В саду стало подходяще холодно и тенисто.
— Ты поэтому ко мне и пришел? — осведомился Блюэтт.
— Нет, — ответил Триумф, — ну, не только поэтому. Поначалу я считал все безумие, обрушившееся на город, резню в Энергодроме умелой попыткой обвинить меня в измене и забрать Грамоты, воспользовавшись юридической уловкой, пока я гнил бы в Маршалси. Но тут произошло неожиданное. Меня арестовал сам Вулли и замаскировал под француза. От него я узнал, что на кону стоит не только Австралия. В Лондоне разворачивается какой-то темный заговор, а я — лишь козел отпущения. Я в бегах, без друзей и понимаю, что снова окажусь в безопасности только в том случае, если изобличу этого скрытого врага. Вот почему я пришел к тебе.
Последовала длительная тишина, нарушаемая только звяканьем горшков в мойке «Посредника».
— Дай мне время сообразить, что я могу сделать, — заключил Дрю. — Некоторые старые члены «Круга» находятся на свободе, как и я.
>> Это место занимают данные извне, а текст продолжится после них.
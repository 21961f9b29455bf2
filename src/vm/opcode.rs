/// The 47 Lua 5.3 opcodes, in their fixed `lopcodes.h` ordering — this
/// ordinal IS the wire encoding, so the variant order must never change.
#[derive(Debug, Clone, Copy, PartialEq, Eq, Hash, serde::Serialize)]
#[repr(u8)]
pub enum OpCode {
    Move = 0,
    LoadK = 1,
    LoadKx = 2,
    LoadBool = 3,
    LoadNil = 4,
    GetUpval = 5,
    GetTabUp = 6,
    GetTable = 7,
    SetTabUp = 8,
    SetUpval = 9,
    SetTable = 10,
    NewTable = 11,
    Self_ = 12,
    Add = 13,
    Sub = 14,
    Mul = 15,
    Mod = 16,
    Pow = 17,
    Div = 18,
    IDiv = 19,
    BAnd = 20,
    BOr = 21,
    BXor = 22,
    Shl = 23,
    Shr = 24,
    Unm = 25,
    BNot = 26,
    Not = 27,
    Len = 28,
    Concat = 29,
    Jmp = 30,
    Eq = 31,
    Lt = 32,
    Le = 33,
    Test = 34,
    TestSet = 35,
    Call = 36,
    TailCall = 37,
    Return = 38,
    ForLoop = 39,
    ForPrep = 40,
    TForCall = 41,
    TForLoop = 42,
    SetList = 43,
    Closure = 44,
    Vararg = 45,
    ExtraArg = 46,
}

/// Which fields of the 32-bit instruction word are populated.
#[derive(Debug, Clone, Copy, PartialEq, Eq)]
pub enum OpMode {
    /// `op, a, b, c`.
    ABC,
    /// `op, a, bx` (unsigned extended operand).
    ABx,
    /// `op, a, sbx` (signed extended operand, bias 131071).
    AsBx,
    /// `op, ax` (26-bit extended operand, no `a`/`b`/`c`).
    Ax,
}

impl OpCode {
    pub fn mode(self) -> OpMode {
        match self {
            OpCode::LoadK | OpCode::LoadKx | OpCode::Closure => OpMode::ABx,
            OpCode::Jmp | OpCode::ForLoop | OpCode::ForPrep | OpCode::TForLoop => OpMode::AsBx,
            OpCode::ExtraArg => OpMode::Ax,
            _ => OpMode::ABC,
        }
    }

    pub fn from_u8(value: u8) -> Option<OpCode> {
        use OpCode::*;
        const TABLE: [OpCode; 47] = [
            Move, LoadK, LoadKx, LoadBool, LoadNil, GetUpval, GetTabUp, GetTable, SetTabUp,
            SetUpval, SetTable, NewTable, Self_, Add, Sub, Mul, Mod, Pow, Div, IDiv, BAnd, BOr,
            BXor, Shl, Shr, Unm, BNot, Not, Len, Concat, Jmp, Eq, Lt, Le, Test, TestSet, Call,
            TailCall, Return, ForLoop, ForPrep, TForCall, TForLoop, SetList, Closure, Vararg,
            ExtraArg,
        ];
        TABLE.get(value as usize).copied()
    }
}

#[cfg(test)]
mod tests {
    use super::*;

    #[test]
    fn ordinal_round_trips() {
        for op in 0u8..47 {
            let code = OpCode::from_u8(op).unwrap();
            assert_eq!(code as u8, op);
        }
    }

    #[test]
    fn extended_operand_families_are_exact() {
        assert_eq!(OpCode::LoadK.mode(), OpMode::ABx);
        assert_eq!(OpCode::LoadKx.mode(), OpMode::ABx);
        assert_eq!(OpCode::Closure.mode(), OpMode::ABx);
        assert_eq!(OpCode::Jmp.mode(), OpMode::AsBx);
        assert_eq!(OpCode::ForLoop.mode(), OpMode::AsBx);
        assert_eq!(OpCode::ForPrep.mode(), OpMode::AsBx);
        assert_eq!(OpCode::TForLoop.mode(), OpMode::AsBx);
        assert_eq!(OpCode::ExtraArg.mode(), OpMode::Ax);
        assert_eq!(OpCode::Move.mode(), OpMode::ABC);
        assert_eq!(OpCode::Call.mode(), OpMode::ABC);
    }
}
Они держат нос по ветру на всякий случай, хотя бы для своей безопасности. Если заговор на самом деле есть, они могли о нем слышать. Где тебя можно найти?
— В театре «Лебедь». Там я известен под именем Луи Седарн, лютнист.
— Если я что-нибудь разузнаю, сразу отправлюсь к тебе.
Триумф пожал руку Блюэтту и сказал:
— Я понимаю, что прошу слишком многого.
— Считай, что я возвращаю долг за использованный артиллерийский пальник и кучу прусских угольков, — ответил Дрю, и в глазах его появилось выражение настолько безграничной и эпической дружбы, что та требовала размашистого оркестрового сопровождения.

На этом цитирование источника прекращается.